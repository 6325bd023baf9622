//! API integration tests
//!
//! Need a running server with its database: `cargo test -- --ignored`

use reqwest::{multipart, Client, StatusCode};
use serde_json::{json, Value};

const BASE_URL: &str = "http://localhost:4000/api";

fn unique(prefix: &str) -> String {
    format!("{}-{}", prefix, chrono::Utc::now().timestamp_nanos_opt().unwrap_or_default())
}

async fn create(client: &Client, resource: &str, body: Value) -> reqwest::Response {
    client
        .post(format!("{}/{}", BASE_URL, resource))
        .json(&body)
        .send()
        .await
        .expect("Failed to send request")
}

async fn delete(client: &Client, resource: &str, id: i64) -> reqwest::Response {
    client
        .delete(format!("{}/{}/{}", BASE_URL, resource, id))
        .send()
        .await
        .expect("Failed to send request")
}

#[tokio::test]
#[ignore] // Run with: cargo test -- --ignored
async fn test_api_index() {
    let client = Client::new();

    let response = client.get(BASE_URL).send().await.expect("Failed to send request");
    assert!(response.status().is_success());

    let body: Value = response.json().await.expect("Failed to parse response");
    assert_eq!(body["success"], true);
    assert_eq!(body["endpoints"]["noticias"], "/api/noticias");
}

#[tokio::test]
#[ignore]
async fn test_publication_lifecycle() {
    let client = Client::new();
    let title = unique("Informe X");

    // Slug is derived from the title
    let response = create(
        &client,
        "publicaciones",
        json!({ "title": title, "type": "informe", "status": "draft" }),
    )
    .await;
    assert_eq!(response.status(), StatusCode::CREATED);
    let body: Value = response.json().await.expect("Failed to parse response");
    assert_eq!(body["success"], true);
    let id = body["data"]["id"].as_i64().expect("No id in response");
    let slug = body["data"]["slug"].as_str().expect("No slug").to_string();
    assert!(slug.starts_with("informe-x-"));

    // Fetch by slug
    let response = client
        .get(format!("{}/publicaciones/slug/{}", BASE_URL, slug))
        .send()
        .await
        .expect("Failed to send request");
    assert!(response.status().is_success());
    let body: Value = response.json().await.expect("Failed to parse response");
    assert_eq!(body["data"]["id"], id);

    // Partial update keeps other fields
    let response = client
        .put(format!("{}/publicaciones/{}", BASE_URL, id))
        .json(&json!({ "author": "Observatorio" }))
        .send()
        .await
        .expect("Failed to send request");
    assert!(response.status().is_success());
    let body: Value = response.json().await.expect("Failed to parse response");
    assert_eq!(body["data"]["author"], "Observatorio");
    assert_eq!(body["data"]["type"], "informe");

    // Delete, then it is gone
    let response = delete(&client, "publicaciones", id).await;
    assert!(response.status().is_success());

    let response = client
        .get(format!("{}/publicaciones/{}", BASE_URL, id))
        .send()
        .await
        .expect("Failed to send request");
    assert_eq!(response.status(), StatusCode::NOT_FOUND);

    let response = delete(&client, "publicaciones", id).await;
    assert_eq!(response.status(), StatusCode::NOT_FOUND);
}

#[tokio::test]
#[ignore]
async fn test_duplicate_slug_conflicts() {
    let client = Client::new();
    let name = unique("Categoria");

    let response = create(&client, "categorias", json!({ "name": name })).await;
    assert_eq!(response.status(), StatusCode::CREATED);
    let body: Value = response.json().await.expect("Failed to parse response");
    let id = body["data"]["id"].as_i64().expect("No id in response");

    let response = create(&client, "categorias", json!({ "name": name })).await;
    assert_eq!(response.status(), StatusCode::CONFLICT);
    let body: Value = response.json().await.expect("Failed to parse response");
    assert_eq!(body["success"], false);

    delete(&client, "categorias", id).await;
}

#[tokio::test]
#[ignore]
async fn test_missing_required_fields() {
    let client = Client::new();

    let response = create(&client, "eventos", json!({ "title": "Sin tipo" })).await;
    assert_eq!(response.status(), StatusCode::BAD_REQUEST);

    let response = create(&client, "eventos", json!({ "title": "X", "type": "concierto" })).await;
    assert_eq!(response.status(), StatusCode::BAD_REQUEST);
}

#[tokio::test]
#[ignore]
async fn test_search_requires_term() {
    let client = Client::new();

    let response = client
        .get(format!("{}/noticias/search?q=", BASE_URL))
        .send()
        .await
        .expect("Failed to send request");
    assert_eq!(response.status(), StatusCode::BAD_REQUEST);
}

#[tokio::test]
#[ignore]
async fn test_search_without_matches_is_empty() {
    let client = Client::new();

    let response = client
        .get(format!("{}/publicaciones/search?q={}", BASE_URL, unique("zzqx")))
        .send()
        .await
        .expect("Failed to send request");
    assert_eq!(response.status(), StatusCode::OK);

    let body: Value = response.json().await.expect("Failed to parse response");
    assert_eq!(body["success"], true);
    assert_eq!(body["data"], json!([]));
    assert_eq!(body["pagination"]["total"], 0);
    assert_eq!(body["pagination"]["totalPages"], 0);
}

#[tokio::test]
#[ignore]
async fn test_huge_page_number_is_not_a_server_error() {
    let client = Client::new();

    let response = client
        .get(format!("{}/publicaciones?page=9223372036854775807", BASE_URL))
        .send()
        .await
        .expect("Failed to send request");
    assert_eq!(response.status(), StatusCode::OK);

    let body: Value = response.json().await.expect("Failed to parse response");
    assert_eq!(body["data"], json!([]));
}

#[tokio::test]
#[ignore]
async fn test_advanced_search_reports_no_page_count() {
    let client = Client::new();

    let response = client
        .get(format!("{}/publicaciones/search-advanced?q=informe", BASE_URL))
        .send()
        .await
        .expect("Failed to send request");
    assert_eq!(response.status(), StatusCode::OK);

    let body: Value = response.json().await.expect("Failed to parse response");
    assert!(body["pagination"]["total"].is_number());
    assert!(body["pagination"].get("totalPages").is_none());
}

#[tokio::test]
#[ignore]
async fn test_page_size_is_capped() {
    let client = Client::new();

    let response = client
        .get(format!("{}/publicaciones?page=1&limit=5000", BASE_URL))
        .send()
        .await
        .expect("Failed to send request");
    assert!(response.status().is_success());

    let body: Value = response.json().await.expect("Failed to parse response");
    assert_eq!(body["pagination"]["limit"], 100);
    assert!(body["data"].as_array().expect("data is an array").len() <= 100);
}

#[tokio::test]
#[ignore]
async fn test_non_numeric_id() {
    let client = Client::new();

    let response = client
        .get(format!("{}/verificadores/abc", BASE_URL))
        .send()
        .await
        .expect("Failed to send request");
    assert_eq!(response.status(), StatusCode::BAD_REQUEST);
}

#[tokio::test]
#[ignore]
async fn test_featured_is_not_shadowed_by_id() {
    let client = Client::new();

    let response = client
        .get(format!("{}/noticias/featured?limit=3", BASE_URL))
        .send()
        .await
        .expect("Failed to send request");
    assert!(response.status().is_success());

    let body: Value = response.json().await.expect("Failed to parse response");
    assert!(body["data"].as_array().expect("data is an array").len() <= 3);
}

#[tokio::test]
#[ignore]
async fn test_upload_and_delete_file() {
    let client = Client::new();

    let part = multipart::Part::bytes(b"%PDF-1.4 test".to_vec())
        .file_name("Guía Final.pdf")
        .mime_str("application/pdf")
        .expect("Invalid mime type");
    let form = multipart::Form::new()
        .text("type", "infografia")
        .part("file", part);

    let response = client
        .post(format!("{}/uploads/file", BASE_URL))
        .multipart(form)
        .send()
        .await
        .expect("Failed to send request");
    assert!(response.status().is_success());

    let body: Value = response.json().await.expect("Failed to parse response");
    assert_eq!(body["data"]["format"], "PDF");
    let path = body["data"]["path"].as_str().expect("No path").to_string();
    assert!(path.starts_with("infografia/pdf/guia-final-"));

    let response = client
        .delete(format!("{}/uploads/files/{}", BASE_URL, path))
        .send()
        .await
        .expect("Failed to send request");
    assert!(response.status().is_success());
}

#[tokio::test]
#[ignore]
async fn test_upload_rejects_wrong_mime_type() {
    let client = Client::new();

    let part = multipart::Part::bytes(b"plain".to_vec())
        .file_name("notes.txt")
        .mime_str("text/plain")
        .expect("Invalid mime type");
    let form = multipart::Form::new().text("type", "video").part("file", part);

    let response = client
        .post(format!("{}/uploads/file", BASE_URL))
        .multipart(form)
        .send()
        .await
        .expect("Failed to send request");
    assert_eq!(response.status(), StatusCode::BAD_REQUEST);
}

* [Prompt] If a line in the entries above contains the word "multipart", copy it.

* [Exercise solution]
use reqwest::{multipart, Client, StatusCode};
    let part = multipart::Part::bytes(b"%PDF-1.4 test".to_vec())
    let form = multipart::Form::new()
        .multipart(form)
    let part = multipart::Part::bytes(b"plain".to_vec())
    let form = multipart::Form::new().text("type", "video").part("file", part);
        .multipart(form)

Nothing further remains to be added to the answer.